A review of research suggests her experience is not unique. Supplements may not be as effective as we hope for preventing cancer and cardio-vascular events. And while supplementation of calcium and vitamin D can be helpful in preventing fractures to a point, in excess it can lead to harm.
So maybe the easy solution isn’t all that easy. To get the optimum benefits, you’ll need to carefully study the contents and contraindications of each supplement. Because the FDA doesn’t not have authority to review dietary supplements, this may mean you’ll have to contact manufacturers directly.
It will be prudent to read research on the interaction of dietary supplements and any prescription drugs you may take. And it will be beneficial to be up-to-date on research showing the effectiveness of supplements in many areas.

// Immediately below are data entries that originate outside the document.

// Xkeysd Macro Replay Engine
// Expands semantic transitions into ordered event batches on a sink

use log::debug;

use crate::catalog::{EV_KEY, EV_REL};
use crate::device::DeviceMapping;
use crate::mapping::{ChordBlock, KeyMacro};
use crate::report::Transition;
use crate::symbol::EventId;

/// Errors from event emission
#[derive(Debug, thiserror::Error)]
pub enum SinkError {
    #[error("failed to write event batch: {0}")]
    Write(#[from] std::io::Error),
}

/// Ordered consumer of synthesized events.
///
/// Emitted triples accumulate until `commit`, which marks the batch as one
/// atomic state change for downstream consumers.
pub trait EventSink {
    fn emit(&mut self, id: EventId, value: i32) -> Result<(), SinkError>;
    fn commit(&mut self) -> Result<(), SinkError>;
}

/// Replay one transition through a device's bindings.
///
/// Dial transitions become a single relative-axis event. Button edges replay
/// the slot's macro: a simple (single-block) macro mirrors the edge so keys
/// stay held between press and release, while a compound macro fires its
/// whole assert/release burst on the press edge and ignores the release
/// edge entirely. The asymmetry is deliberate; compound sequences have no
/// meaningful partial-hold state.
pub fn replay<S: EventSink>(
    mapping: &DeviceMapping,
    transition: &Transition,
    sink: &mut S,
) -> Result<(), SinkError> {
    match *transition {
        Transition::Dial { slot, delta } => match mapping.dial(slot) {
            Some(code) => {
                sink.emit(EventId::new(EV_REL, code), delta)?;
                sink.commit()
            }
            None => {
                debug!("{}: {:?} dial unbound, dropping delta {}", mapping.name(), slot, delta);
                Ok(())
            }
        },
        Transition::Button { slot, pressed } => match mapping.button(slot) {
            Some(key_macro) if key_macro.is_simple() => {
                replay_edge(&key_macro.blocks()[0], pressed, sink)
            }
            Some(key_macro) if pressed => replay_burst(key_macro, sink),
            Some(_) => Ok(()),
            None => {
                debug!("{}: button {} unbound, dropping edge", mapping.name(), slot);
                Ok(())
            }
        },
    }
}

/// Mirror a button edge onto a single chord block: assert every key on
/// press, release every key on release, one commit per edge.
fn replay_edge<S: EventSink>(
    block: &ChordBlock,
    pressed: bool,
    sink: &mut S,
) -> Result<(), SinkError> {
    let value = i32::from(pressed);
    for code in block.keys() {
        sink.emit(EventId::new(EV_KEY, *code), value)?;
    }
    sink.commit()
}

/// Fire a compound macro as one burst: per block, assert all keys and
/// commit, then release them and commit, before moving to the next block.
fn replay_burst<S: EventSink>(key_macro: &KeyMacro, sink: &mut S) -> Result<(), SinkError> {
    for block in key_macro.blocks() {
        for code in block.keys() {
            sink.emit(EventId::new(EV_KEY, *code), 1)?;
        }
        sink.commit()?;
        for code in block.keys() {
            sink.emit(EventId::new(EV_KEY, *code), 0)?;
        }
        sink.commit()?;
    }
    Ok(())
}

/// One operation observed by [`RecordingSink`].
#[derive(Debug, Clone, Copy, PartialEq, Eq)]
pub enum SinkOp {
    Event(EventId, i32),
    Commit,
}

/// In-memory sink recording every operation in order. Test support.
#[derive(Debug, Default)]
pub struct RecordingSink {
    pub ops: Vec<SinkOp>,
}

impl RecordingSink {
    pub fn new() -> Self {
        Self::default()
    }

    pub fn commit_count(&self) -> usize {
        self.ops.iter().filter(|op| **op == SinkOp::Commit).count()
    }
}

impl EventSink for RecordingSink {
    fn emit(&mut self, id: EventId, value: i32) -> Result<(), SinkError> {
        self.ops.push(SinkOp::Event(id, value));
        Ok(())
    }

    fn commit(&mut self) -> Result<(), SinkError> {
        self.ops.push(SinkOp::Commit);
        Ok(())
    }
}

#[cfg(test)]
mod tests {
    use super::*;
    use crate::device::DeviceId;
    use crate::mapping::{compile_macro, MAX_CHORD_KEYS};
    use crate::report::DialSlot;
    use crate::symbol::SymbolTable;

    const KEY_LEFTCTRL: u16 = 29;
    const KEY_A: u16 = 30;
    const KEY_T: u16 = 20;
    const KEY_C: u16 = 46;
    const KEY_LEFTALT: u16 = 56;

    fn key(code: u16, value: i32) -> SinkOp {
        SinkOp::Event(EventId::new(EV_KEY, code), value)
    }

    fn mapping_with(slot: usize, spec: &str) -> DeviceMapping {
        let table = SymbolTable::new();
        let mut mapping = DeviceMapping::new("test", DeviceId::Path("/dev/hidraw9".into()));
        mapping.bind_button(slot, compile_macro(&table, spec).unwrap());
        mapping
    }

    #[test]
    fn test_simple_macro_holds_across_edges() {
        let mapping = mapping_with(3, "KEY_LEFTCTRL+KEY_C");
        let mut sink = RecordingSink::new();

        replay(
            &mapping,
            &Transition::Button {
                slot: 3,
                pressed: true,
            },
            &mut sink,
        )
        .unwrap();
        assert_eq!(
            sink.ops,
            vec![key(KEY_LEFTCTRL, 1), key(KEY_C, 1), SinkOp::Commit]
        );

        sink.ops.clear();
        replay(
            &mapping,
            &Transition::Button {
                slot: 3,
                pressed: false,
            },
            &mut sink,
        )
        .unwrap();
        assert_eq!(
            sink.ops,
            vec![key(KEY_LEFTCTRL, 0), key(KEY_C, 0), SinkOp::Commit]
        );
    }

    #[test]
    fn test_compound_macro_bursts_on_press() {
        let mapping = mapping_with(0, "KEY_LEFTALT+KEY_T;KEY_A");
        let mut sink = RecordingSink::new();

        replay(
            &mapping,
            &Transition::Button {
                slot: 0,
                pressed: true,
            },
            &mut sink,
        )
        .unwrap();
        assert_eq!(
            sink.ops,
            vec![
                key(KEY_LEFTALT, 1),
                key(KEY_T, 1),
                SinkOp::Commit,
                key(KEY_LEFTALT, 0),
                key(KEY_T, 0),
                SinkOp::Commit,
                key(KEY_A, 1),
                key(KEY_A, 0),
                SinkOp::Commit,
            ]
        );
        assert_eq!(sink.commit_count(), 3);
    }

    #[test]
    fn test_compound_macro_release_is_a_no_op() {
        let mapping = mapping_with(0, "KEY_LEFTALT+KEY_T;KEY_A");
        let mut sink = RecordingSink::new();
        replay(
            &mapping,
            &Transition::Button {
                slot: 0,
                pressed: false,
            },
            &mut sink,
        )
        .unwrap();
        assert!(sink.ops.is_empty());
    }

    #[test]
    fn test_dial_transition() {
        let table = SymbolTable::new();
        let mut mapping = DeviceMapping::new("test", DeviceId::Path("/dev/hidraw9".into()));
        mapping.bind_dial(DialSlot::Inner, table.resolve("REL_WHEEL").unwrap().code);
        let mut sink = RecordingSink::new();

        replay(
            &mapping,
            &Transition::Dial {
                slot: DialSlot::Inner,
                delta: -2,
            },
            &mut sink,
        )
        .unwrap();
        assert_eq!(
            sink.ops,
            vec![SinkOp::Event(EventId::new(EV_REL, 8), -2), SinkOp::Commit]
        );
    }

    #[test]
    fn test_unbound_slots_replay_to_nothing() {
        let mapping = DeviceMapping::new("test", DeviceId::Path("/dev/hidraw9".into()));
        let mut sink = RecordingSink::new();
        replay(
            &mapping,
            &Transition::Button {
                slot: 7,
                pressed: true,
            },
            &mut sink,
        )
        .unwrap();
        replay(
            &mapping,
            &Transition::Dial {
                slot: DialSlot::Outer,
                delta: 1,
            },
            &mut sink,
        )
        .unwrap();
        assert!(sink.ops.is_empty());
    }

    #[test]
    fn test_full_width_chord_orders_keys_as_written() {
        let mapping = mapping_with(0, "KEY_T+KEY_A+KEY_C+KEY_LEFTALT");
        let mut sink = RecordingSink::new();
        replay(
            &mapping,
            &Transition::Button {
                slot: 0,
                pressed: true,
            },
            &mut sink,
        )
        .unwrap();
        assert_eq!(sink.ops.len(), MAX_CHORD_KEYS + 1);
        assert_eq!(
            sink.ops,
            vec![
                key(KEY_T, 1),
                key(KEY_A, 1),
                key(KEY_C, 1),
                key(KEY_LEFTALT, 1),
                SinkOp::Commit,
            ]
        );
    }
}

For those of us who are generally healthy but rely primarily on processed or restaurant food, it may prove to be less time consuming to make dietary changes rather than research supplements. Even if you don’t have lots of time to cook, incorporating more raw fruits and vegetables can improve vitamin and mineral intake. Choosing farm to table restaurants (make sure they are as advertised) can also improve the nutrient quality of your diet without requiring prep time.
If you are eating gluten-free, you may miss out on the vitamins and minerals used to fortify white flour products. But if you are consuming a wide variety of meat, poultry, fish, dairy, fruits, vegetables, nuts, seeds, and allowed whole grains regularly, you may not be missing any necessary nutrients.
For those whose doctors recommend supplements, don’t be afraid to ask questions to make sure you understand why and what benefits you can expect. If you are willing to make them, feel free to ask whether dietary changes could accomplish the same result. Working with your doctor, you can be an active participant in your own health plan.
When it comes to nutrition, we all want to make sure we get what our bodies require to be healthy. Dietary supplements are a tool you may or may not need. And they may or may not be effective in prevention or improvement of the condition you hope to prevent or improve.
Dietary supplements may look like the easy answer to the question, am I missing something? But when it comes to diet and health, it’s complicated.